- **Work to complete**:
Reproduce only the stretch of entries below that begins at the first line and ends at the line holding "pub const DEFAULT_SUPPORT_URL: &str".

Dataset entries:
-- Opening Marker --

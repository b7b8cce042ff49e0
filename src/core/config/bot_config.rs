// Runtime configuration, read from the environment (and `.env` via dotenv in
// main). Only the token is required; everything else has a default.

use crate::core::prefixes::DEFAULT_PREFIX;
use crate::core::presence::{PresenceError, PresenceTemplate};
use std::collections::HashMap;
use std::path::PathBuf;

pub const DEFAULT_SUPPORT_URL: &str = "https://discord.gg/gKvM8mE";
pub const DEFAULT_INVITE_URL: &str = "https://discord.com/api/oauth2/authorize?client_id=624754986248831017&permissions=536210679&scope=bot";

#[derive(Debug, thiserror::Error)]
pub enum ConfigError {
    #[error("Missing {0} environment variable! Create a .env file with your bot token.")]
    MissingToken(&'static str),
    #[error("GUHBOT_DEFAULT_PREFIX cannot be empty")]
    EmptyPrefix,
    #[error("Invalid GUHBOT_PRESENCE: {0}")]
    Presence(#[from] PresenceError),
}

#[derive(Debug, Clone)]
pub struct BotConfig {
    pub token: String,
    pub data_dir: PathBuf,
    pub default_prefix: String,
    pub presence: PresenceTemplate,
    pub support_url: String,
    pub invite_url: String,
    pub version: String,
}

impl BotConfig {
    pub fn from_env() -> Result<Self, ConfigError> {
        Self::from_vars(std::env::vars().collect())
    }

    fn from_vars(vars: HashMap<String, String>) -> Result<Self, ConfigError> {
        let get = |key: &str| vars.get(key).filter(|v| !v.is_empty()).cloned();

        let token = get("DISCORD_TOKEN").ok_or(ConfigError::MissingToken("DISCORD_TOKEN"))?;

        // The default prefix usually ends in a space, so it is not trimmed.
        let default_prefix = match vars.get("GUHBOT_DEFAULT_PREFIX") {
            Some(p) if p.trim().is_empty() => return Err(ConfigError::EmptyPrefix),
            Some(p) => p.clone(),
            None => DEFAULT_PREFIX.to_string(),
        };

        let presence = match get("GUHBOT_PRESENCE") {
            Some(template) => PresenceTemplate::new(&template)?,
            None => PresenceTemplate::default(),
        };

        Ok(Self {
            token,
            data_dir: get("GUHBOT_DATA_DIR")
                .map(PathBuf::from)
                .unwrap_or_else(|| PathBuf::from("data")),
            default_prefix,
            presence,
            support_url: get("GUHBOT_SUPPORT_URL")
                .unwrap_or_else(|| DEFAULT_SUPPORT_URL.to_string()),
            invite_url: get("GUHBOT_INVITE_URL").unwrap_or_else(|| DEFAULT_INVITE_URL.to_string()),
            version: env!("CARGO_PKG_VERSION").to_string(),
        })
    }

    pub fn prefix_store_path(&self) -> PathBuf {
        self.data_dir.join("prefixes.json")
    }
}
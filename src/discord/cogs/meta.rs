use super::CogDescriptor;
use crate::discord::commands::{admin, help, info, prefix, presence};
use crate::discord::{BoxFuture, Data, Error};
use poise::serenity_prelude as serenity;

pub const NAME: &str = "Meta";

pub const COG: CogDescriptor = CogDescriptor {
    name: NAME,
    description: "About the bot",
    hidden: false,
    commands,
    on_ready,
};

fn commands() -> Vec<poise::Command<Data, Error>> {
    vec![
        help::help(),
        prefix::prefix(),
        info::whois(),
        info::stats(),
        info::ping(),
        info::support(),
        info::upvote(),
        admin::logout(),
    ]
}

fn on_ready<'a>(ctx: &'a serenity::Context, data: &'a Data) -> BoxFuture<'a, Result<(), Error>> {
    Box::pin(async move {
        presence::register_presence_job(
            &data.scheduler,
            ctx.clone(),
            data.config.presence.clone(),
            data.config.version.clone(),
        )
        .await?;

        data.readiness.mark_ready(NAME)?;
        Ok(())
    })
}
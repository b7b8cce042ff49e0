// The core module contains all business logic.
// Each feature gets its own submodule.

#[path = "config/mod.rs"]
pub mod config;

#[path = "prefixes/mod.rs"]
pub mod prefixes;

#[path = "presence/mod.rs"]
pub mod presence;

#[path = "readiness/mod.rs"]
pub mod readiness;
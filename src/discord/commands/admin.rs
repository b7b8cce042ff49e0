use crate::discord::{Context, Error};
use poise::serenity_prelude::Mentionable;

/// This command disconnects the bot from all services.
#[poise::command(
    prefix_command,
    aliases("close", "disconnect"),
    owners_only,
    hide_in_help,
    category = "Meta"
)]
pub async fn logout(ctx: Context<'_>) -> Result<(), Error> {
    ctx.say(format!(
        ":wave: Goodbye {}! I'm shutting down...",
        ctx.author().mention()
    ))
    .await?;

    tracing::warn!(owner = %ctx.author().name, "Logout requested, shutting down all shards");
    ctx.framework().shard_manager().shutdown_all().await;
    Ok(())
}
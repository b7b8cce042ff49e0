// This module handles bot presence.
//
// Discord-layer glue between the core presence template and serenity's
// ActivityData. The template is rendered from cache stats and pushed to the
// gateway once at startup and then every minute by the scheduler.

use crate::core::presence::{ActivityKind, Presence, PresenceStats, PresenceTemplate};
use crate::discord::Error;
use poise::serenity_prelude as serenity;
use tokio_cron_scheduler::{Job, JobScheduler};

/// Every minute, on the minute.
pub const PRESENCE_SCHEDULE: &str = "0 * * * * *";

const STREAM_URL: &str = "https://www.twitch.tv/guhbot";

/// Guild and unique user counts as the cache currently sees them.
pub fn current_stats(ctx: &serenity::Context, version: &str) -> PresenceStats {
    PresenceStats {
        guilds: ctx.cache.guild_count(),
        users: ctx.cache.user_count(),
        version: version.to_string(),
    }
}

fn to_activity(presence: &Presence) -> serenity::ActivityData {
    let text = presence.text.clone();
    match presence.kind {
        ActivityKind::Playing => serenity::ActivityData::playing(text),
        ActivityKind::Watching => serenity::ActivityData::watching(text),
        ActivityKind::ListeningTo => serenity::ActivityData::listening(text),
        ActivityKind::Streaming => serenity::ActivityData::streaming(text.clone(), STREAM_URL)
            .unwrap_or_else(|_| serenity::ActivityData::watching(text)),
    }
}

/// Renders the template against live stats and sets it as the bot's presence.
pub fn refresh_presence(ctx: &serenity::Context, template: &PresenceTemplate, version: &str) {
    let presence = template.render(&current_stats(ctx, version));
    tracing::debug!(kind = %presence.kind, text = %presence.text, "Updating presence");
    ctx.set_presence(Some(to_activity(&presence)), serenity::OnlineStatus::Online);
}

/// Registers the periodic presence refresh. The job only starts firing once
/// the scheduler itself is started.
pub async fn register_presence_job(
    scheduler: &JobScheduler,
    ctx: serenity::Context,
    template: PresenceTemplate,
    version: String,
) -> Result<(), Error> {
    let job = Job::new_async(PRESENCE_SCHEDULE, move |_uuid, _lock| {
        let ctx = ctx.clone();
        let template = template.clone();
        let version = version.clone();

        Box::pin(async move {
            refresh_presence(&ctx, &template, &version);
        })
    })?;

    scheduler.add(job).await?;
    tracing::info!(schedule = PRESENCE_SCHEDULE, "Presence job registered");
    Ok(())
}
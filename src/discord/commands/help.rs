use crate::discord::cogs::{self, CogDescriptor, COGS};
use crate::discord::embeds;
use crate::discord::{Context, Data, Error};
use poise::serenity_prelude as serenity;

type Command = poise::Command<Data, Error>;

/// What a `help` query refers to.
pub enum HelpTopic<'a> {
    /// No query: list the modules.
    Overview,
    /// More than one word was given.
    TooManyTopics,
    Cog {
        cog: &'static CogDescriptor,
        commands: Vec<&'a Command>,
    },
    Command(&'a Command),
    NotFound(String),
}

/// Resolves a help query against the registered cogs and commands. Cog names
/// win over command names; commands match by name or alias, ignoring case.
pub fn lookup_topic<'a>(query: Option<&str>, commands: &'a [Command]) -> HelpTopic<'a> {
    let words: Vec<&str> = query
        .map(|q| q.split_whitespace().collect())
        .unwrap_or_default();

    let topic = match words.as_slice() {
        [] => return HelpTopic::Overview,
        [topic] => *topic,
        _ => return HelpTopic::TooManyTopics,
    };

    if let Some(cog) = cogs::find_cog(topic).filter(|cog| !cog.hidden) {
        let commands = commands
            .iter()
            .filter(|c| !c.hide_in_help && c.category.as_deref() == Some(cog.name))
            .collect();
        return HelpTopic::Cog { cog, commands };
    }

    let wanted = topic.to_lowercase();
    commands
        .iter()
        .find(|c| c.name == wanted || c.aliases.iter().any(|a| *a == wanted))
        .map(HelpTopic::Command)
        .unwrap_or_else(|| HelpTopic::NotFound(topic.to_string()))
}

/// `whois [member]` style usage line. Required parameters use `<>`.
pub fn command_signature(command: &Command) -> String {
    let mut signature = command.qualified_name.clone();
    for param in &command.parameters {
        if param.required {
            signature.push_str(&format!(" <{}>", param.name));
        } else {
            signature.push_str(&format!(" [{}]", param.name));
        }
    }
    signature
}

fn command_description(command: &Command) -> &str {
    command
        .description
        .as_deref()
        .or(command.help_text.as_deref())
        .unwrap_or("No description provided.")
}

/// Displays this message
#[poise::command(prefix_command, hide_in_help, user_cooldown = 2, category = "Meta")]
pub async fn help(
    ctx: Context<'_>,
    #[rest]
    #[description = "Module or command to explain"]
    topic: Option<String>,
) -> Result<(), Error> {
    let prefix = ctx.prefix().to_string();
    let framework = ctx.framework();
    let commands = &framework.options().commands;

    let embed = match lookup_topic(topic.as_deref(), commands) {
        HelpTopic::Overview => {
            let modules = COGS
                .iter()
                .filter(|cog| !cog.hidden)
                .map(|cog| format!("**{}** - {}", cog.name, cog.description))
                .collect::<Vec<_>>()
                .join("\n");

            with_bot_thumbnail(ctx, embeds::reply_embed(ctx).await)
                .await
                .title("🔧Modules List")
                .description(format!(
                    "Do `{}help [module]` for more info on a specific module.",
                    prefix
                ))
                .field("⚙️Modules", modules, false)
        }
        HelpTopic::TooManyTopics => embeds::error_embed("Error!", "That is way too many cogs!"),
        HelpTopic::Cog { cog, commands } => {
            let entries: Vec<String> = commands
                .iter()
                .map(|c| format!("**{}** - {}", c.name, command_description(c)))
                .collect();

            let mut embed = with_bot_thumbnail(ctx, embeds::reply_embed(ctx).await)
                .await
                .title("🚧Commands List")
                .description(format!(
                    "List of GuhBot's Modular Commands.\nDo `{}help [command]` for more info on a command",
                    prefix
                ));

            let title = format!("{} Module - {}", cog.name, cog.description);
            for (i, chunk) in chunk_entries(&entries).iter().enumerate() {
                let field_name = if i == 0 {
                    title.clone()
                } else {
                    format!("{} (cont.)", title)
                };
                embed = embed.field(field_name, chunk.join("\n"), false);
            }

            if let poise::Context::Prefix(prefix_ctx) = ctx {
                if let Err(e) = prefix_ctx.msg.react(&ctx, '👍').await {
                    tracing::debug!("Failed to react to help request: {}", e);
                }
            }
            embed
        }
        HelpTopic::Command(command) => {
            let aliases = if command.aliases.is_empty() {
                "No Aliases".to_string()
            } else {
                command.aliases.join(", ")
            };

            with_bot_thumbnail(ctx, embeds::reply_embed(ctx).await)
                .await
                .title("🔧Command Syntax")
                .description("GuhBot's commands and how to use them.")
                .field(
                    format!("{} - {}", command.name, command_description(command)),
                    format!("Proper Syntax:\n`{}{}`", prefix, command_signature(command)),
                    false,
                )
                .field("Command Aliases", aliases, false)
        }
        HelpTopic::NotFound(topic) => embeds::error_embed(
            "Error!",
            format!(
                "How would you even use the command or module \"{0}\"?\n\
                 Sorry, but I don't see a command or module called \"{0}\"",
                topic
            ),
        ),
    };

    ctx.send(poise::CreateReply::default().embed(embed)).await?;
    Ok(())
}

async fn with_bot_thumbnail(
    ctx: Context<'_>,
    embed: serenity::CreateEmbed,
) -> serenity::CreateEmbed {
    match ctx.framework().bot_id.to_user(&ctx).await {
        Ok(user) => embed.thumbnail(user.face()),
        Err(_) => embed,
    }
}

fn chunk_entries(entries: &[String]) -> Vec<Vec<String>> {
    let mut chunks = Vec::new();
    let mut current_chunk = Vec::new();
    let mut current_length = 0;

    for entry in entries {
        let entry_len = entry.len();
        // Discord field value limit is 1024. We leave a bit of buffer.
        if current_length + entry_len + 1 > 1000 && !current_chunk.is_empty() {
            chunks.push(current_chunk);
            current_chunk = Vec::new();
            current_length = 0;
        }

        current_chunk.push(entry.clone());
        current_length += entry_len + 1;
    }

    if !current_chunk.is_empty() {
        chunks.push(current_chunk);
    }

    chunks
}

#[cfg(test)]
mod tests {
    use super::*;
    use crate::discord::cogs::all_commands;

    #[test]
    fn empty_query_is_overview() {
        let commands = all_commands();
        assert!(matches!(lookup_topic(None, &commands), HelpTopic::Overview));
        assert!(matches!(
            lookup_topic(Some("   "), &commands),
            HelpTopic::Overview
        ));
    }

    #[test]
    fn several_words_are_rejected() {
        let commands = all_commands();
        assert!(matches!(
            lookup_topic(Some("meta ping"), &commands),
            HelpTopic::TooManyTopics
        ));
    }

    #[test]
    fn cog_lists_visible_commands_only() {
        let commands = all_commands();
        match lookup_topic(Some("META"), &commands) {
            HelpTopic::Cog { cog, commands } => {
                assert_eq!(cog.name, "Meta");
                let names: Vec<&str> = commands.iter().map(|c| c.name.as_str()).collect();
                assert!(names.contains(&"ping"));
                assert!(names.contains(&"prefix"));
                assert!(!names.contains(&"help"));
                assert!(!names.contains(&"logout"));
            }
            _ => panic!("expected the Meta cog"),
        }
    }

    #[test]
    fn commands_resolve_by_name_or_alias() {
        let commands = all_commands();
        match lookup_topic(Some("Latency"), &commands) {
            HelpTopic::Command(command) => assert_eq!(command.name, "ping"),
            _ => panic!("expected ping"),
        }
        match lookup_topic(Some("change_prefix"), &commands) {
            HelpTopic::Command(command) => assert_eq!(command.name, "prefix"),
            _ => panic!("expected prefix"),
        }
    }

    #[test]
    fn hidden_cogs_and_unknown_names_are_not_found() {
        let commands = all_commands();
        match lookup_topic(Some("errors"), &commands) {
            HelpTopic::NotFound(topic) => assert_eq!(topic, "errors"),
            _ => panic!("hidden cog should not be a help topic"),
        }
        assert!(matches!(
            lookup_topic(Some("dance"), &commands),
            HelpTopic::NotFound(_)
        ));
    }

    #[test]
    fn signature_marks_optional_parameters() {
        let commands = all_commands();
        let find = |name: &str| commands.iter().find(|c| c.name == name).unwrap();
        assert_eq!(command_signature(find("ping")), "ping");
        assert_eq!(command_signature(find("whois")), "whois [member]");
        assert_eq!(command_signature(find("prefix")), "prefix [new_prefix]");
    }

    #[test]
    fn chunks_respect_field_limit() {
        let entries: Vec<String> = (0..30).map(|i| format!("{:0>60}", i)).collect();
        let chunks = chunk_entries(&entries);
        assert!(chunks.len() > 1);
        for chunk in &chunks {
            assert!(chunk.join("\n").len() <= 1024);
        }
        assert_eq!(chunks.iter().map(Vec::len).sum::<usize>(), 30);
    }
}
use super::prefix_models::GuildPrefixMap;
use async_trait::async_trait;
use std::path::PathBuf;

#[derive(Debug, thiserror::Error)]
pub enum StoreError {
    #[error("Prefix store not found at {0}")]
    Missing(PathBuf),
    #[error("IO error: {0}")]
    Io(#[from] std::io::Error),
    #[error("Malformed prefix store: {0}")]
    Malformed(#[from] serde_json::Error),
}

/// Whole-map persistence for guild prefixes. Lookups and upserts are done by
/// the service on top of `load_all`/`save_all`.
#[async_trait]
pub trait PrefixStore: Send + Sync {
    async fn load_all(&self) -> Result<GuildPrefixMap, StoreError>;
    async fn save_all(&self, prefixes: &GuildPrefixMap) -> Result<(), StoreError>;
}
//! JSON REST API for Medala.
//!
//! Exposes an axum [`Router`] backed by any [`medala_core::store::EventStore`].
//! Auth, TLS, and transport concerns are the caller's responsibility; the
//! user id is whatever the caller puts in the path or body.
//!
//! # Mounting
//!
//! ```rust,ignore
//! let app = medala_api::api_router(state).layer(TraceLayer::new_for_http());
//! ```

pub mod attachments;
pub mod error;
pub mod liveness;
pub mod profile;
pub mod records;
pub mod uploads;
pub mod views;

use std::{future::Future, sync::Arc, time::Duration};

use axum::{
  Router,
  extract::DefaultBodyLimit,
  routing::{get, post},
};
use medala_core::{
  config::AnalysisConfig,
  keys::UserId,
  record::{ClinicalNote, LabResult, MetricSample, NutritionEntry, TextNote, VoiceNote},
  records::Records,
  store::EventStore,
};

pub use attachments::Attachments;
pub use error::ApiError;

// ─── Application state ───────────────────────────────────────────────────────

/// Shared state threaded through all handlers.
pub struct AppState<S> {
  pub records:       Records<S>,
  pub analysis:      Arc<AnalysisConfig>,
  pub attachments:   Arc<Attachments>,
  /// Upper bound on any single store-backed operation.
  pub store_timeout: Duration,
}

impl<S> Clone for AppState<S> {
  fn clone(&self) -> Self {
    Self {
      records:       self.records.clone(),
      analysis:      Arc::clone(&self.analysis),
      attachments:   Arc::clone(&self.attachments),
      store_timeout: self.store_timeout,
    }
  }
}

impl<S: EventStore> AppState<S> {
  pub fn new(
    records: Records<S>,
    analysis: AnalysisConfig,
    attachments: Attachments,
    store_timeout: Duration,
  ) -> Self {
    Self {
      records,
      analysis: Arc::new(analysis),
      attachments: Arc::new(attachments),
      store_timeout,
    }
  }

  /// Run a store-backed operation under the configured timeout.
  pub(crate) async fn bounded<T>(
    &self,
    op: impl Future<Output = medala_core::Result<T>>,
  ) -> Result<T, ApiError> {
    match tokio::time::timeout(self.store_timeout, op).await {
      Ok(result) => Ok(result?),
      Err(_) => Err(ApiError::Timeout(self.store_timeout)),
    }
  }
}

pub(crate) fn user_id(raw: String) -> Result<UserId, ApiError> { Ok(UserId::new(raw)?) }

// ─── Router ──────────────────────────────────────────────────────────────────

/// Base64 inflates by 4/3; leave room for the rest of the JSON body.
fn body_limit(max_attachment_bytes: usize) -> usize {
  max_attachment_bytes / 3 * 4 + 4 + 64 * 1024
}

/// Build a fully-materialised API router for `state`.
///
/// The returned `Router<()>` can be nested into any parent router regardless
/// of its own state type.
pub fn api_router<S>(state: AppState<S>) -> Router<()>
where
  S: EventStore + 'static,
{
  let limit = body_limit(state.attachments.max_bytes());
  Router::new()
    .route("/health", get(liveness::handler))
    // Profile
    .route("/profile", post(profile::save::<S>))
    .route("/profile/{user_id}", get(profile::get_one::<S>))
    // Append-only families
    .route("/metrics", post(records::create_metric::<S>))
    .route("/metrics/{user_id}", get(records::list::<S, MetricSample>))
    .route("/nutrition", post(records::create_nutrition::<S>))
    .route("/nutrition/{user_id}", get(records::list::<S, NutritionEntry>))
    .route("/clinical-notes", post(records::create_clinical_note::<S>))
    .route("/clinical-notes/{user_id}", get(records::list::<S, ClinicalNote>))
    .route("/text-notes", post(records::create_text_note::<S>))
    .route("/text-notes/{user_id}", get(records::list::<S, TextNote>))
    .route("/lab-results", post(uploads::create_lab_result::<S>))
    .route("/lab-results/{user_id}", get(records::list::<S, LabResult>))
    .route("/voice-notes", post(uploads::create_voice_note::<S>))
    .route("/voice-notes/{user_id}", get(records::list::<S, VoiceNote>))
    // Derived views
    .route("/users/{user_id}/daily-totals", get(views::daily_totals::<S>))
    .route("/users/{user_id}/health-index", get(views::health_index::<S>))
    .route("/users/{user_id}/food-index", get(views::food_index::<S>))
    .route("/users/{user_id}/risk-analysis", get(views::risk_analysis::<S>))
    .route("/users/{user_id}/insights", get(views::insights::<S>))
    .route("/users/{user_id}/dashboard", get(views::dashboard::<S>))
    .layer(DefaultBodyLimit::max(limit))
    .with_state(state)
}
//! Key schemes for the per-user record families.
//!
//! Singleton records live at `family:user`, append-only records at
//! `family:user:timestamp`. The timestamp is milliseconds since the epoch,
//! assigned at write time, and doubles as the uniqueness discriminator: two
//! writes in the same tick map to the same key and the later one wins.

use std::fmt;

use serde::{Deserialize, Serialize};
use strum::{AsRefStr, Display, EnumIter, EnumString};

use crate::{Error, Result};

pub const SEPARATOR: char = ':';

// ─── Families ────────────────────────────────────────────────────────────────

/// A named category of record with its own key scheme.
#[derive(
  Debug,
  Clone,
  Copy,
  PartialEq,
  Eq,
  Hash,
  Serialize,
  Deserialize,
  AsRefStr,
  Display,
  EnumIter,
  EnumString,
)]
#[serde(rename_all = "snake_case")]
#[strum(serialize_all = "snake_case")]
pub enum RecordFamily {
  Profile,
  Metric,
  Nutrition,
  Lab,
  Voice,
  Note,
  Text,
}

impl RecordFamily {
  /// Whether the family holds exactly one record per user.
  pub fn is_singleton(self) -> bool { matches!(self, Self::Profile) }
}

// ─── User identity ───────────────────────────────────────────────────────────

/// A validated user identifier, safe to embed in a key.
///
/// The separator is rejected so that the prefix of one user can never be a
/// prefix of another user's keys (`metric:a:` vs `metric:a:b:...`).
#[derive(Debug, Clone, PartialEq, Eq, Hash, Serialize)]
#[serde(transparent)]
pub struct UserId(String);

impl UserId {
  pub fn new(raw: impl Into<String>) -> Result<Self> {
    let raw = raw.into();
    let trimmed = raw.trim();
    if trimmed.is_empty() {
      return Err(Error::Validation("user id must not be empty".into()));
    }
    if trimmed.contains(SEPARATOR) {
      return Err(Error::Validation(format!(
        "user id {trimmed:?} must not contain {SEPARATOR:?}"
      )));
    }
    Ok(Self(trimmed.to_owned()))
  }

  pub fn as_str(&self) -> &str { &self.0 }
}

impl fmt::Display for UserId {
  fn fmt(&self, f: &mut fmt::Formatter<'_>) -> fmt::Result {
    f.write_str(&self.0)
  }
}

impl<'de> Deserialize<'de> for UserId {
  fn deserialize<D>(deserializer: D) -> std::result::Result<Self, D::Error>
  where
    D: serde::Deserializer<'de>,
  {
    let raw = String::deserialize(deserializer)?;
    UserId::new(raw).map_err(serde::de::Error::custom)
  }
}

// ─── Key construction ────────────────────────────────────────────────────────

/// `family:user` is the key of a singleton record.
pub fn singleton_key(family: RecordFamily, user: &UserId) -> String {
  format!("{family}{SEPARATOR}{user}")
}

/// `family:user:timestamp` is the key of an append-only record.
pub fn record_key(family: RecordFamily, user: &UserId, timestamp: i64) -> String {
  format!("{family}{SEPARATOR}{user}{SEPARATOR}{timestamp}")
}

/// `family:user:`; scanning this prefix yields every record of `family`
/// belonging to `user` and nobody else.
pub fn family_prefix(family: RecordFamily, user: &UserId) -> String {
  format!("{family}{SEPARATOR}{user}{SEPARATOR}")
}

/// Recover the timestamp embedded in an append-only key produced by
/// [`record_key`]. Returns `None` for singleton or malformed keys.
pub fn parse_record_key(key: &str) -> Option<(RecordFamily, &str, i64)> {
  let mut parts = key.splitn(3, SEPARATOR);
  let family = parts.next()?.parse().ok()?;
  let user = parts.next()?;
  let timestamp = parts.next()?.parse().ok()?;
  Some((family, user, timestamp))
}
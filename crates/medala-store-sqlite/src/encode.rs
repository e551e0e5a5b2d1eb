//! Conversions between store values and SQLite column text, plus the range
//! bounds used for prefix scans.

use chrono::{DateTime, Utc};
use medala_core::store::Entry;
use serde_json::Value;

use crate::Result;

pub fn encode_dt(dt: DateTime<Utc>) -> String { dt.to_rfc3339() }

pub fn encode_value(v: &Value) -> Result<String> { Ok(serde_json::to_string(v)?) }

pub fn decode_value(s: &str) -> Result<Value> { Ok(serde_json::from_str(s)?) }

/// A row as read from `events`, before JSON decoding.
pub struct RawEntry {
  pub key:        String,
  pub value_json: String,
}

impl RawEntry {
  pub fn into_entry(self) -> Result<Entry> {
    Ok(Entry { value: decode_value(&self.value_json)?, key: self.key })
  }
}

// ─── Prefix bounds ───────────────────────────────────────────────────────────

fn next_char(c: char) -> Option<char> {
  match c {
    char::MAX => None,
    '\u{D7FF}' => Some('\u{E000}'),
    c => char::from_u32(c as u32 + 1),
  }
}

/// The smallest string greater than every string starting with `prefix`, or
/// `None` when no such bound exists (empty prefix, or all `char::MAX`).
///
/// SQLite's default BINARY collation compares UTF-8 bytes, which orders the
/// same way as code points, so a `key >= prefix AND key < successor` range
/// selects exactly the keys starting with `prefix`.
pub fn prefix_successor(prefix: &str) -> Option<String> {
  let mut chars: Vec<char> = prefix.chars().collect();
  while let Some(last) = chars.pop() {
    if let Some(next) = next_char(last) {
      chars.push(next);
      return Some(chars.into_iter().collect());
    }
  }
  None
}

-- Closing Marker --

- **Output for this task**:
repository b7b8cce042ff49e0
filename src/core/config/bot_config.rs
// Runtime configuration, read from the environment (and `.env` via dotenv in
// main). Only the token is required; everything else has a default.

use crate::core::prefixes::DEFAULT_PREFIX;
use crate::core::presence::{PresenceError, PresenceTemplate};
use std::collections::HashMap;
use std::path::PathBuf;

pub const DEFAULT_SUPPORT_URL: &str = "https://discord.gg/gKvM8mE";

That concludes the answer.